Yasuhiro Okabe1, Hidehisa Kitada, Yoshifumi Miura, Takehiro Nishiki, Kei Kurihara, Sayako Kawanami, Soshi Terasaka, Keizo Kaku, Hiroshi Noguchi, Atsushi Sugitani, Masao Tanaka.   

Abstract

PURPOSE: We herein report our experience with pancreas transplantation in 26 patients at a single institution in Japan between August 2001 and December 2011.
METHODS: We reviewed the medical records of 26 pancreas transplantations performed in our institute.
RESULTS: The early complications (within 2 weeks) included one graft venous thrombosis, one arterial thrombosis, and two reoperations for bleeding. Of the 26 pancreas transplant recipients, five lost pancreas graft function. Of 24 simultaneous pancreas-kidney recipients, three lost kidney graft function due to noncompliance. The patient, pancreas, and kidney survival rates were 100, 96 and 93 % at 1 year; 100, 80 and 93 % at 5 years; and 100, 67 and 68 % at 10 years, respectively. Of all these complications, venous thrombosis after pancreas transplantation was the most critical.

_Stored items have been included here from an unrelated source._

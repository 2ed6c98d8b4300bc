//! Decoding uploaded images and producing portable encodings.

use std::io::Cursor;

use folio_common::ExportError;
use image::{DynamicImage, ImageFormat, codecs::jpeg::JpegEncoder};
use serde::Serialize;

#[derive(Debug, Clone, Copy, PartialEq, Eq, Hash, Serialize)]
#[serde(rename_all = "lowercase")]
pub enum EncodingFormat {
    /// Lossless
    Png,
    /// Lossy
    Jpeg,
}

impl EncodingFormat {
    pub fn mime_type(self) -> &'static str {
        match self {
            EncodingFormat::Png => "image/png",
            EncodingFormat::Jpeg => "image/jpeg",
        }
    }

    pub fn is_lossless(self) -> bool {
        matches!(self, EncodingFormat::Png)
    }
}

impl std::fmt::Display for EncodingFormat {
    fn fmt(&self, f: &mut std::fmt::Formatter<'_>) -> std::fmt::Result {
        f.write_str(match self {
            EncodingFormat::Png => "png",
            EncodingFormat::Jpeg => "jpeg",
        })
    }
}

/// One candidate encoding of a decoded image.
#[derive(Debug, Clone, PartialEq, Eq)]
pub struct EncodingResult {
    pub format: EncodingFormat,
    pub data: Vec<u8>,
}

/// Decoded image with every candidate encoding the backend could produce.
#[derive(Debug, Clone, PartialEq, Eq)]
pub struct Rasterized {
    pub width: u32,
    pub height: u32,
    pub candidates: Vec<EncodingResult>,
}

/// Backend that decodes an uploaded binary and re-encodes it.
///
/// Implementations run on a blocking thread.
pub trait Rasterizer: Send + Sync {
    fn rasterize(&self, filename: &str, data: &[u8]) -> Result<Rasterized, ExportError>;
}

/// Smallest candidate; on equal size the lossless one.
pub fn choose_smaller_encoding(candidates: Vec<EncodingResult>) -> Option<EncodingResult> {
    candidates
        .into_iter()
        .min_by_key(|candidate| (candidate.data.len(), !candidate.format.is_lossless()))
}

/// [`Rasterizer`] backed by the `image` crate, producing PNG and JPEG candidates.
#[derive(Debug, Clone)]
pub struct ImageRasterizer {
    jpeg_quality: u8,
}

impl Default for ImageRasterizer {
    fn default() -> Self {
        Self { jpeg_quality: 92 }
    }
}

impl ImageRasterizer {
    pub fn new(jpeg_quality: u8) -> Self {
        Self {
            jpeg_quality: jpeg_quality.clamp(1, 100),
        }
    }

    fn encode_png(
        &self,
        filename: &str,
        image: &DynamicImage,
    ) -> Result<EncodingResult, ExportError> {
        let mut data = Vec::new();
        image
            .write_to(&mut Cursor::new(&mut data), ImageFormat::Png)
            .map_err(|e| ExportError::Encode {
                filename: filename.to_owned(),
                format: EncodingFormat::Png.to_string(),
                message: e.to_string(),
            })?;
        Ok(EncodingResult {
            format: EncodingFormat::Png,
            data,
        })
    }

    fn encode_jpeg(
        &self,
        filename: &str,
        image: &DynamicImage,
    ) -> Result<EncodingResult, ExportError> {
        // JPEG has no alpha channel; flatten first
        let rgb = image.to_rgb8();
        let mut data = Vec::new();
        JpegEncoder::new_with_quality(&mut data, self.jpeg_quality)
            .encode_image(&rgb)
            .map_err(|e| ExportError::Encode {
                filename: filename.to_owned(),
                format: EncodingFormat::Jpeg.to_string(),
                message: e.to_string(),
            })?;
        Ok(EncodingResult {
            format: EncodingFormat::Jpeg,
            data,
        })
    }
}

impl Rasterizer for ImageRasterizer {
    fn rasterize(&self, filename: &str, data: &[u8]) -> Result<Rasterized, ExportError> {
        let image = image::load_from_memory(data).map_err(|e| ExportError::Decode {
            filename: filename.to_owned(),
            message: e.to_string(),
        })?;

        let mut candidates = vec![self.encode_png(filename, &image)?];
        // JPEG would drop transparency; opaque RGBA still gets a candidate
        let transparent = image.color().has_alpha()
            && image.to_rgba8().pixels().any(|pixel| pixel[3] != u8::MAX);
        if !transparent {
            match self.encode_jpeg(filename, &image) {
                Ok(jpeg) => candidates.push(jpeg),
                Err(e) => tracing::debug!(filename, error = %e, "jpeg candidate skipped"),
            }
        }

        Ok(Rasterized {
            width: image.width(),
            height: image.height(),
            candidates,
        })
    }
}

#[cfg(test)]
mod tests {
    use super::*;
    use image::{Rgb, RgbImage, Rgba, RgbaImage};

    fn encode(image: DynamicImage, format: ImageFormat) -> Vec<u8> {
        let mut data = Vec::new();
        image.write_to(&mut Cursor::new(&mut data), format).unwrap();
        data
    }

    #[test]
    fn smaller_candidate_wins() {
        let chosen = choose_smaller_encoding(vec![
            EncodingResult { format: EncodingFormat::Png, data: vec![0; 10] },
            EncodingResult { format: EncodingFormat::Jpeg, data: vec![0; 4] },
        ])
        .unwrap();
        assert_eq!(chosen.format, EncodingFormat::Jpeg);
    }

    #[test]
    fn ties_favour_lossless() {
        let chosen = choose_smaller_encoding(vec![
            EncodingResult { format: EncodingFormat::Jpeg, data: vec![0; 8] },
            EncodingResult { format: EncodingFormat::Png, data: vec![0; 8] },
        ])
        .unwrap();
        assert_eq!(chosen.format, EncodingFormat::Png);
        assert!(choose_smaller_encoding(Vec::new()).is_none());
    }

    #[test]
    fn flat_image_prefers_png() {
        let flat = RgbImage::from_pixel(32, 32, Rgb([200, 30, 30]));
        let png = encode(DynamicImage::ImageRgb8(flat), ImageFormat::Png);

        let rasterized = ImageRasterizer::default().rasterize("flat.png", &png).unwrap();
        assert_eq!((rasterized.width, rasterized.height), (32, 32));
        assert_eq!(rasterized.candidates.len(), 2);
        let chosen = choose_smaller_encoding(rasterized.candidates).unwrap();
        assert_eq!(chosen.format, EncodingFormat::Png);
    }

    #[test]
    fn transparent_image_only_offers_png() {
        let clear = RgbaImage::from_pixel(4, 4, Rgba([0, 0, 0, 0]));
        let png = encode(DynamicImage::ImageRgba8(clear), ImageFormat::Png);
        let rasterized = ImageRasterizer::default().rasterize("clear.png", &png).unwrap();
        assert_eq!(rasterized.candidates.len(), 1);
        assert_eq!(rasterized.candidates[0].format, EncodingFormat::Png);
    }

    #[test]
    fn opaque_rgba_photo_gets_a_jpeg_candidate() {
        let mut state = 0x2545_f491_u32;
        let noisy = RgbaImage::from_fn(64, 64, |x, y| {
            state ^= state << 13;
            state ^= state >> 17;
            state ^= state << 5;
            let [a, b, c, _] = state.to_le_bytes();
            let base = ((x + y) * 2) as u8;
            Rgba([base.wrapping_add(a % 32), b, base ^ c, 255])
        });
        let png = encode(DynamicImage::ImageRgba8(noisy), ImageFormat::Png);

        let rasterized = ImageRasterizer::new(75).rasterize("photo.png", &png).unwrap();
        assert_eq!(rasterized.candidates.len(), 2);
        let chosen = choose_smaller_encoding(rasterized.candidates).unwrap();
        assert_eq!(chosen.format, EncodingFormat::Jpeg);
    }

    #[test]
    fn garbage_is_a_decode_error() {
        let err = ImageRasterizer::default()
            .rasterize("broken.png", b"definitely not an image")
            .unwrap_err();
        assert!(matches!(err, ExportError::Decode { .. }));
    }
}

CONCLUSIONS: As the largest series of pancreas transplantations in a single institution in Japan, our series yielded better results than the worldwide data recorded by the International Pancreas Transplant Registry. Routine postoperative anticoagulation therapy is not necessary for the prevention of graft thrombosis if sufficient fluid infusion is strictly controlled and the graft blood flow is frequently monitored. When graft thrombosis occurs, both early detection and appropriate intervention are extremely important if the pancreas graft is to survive.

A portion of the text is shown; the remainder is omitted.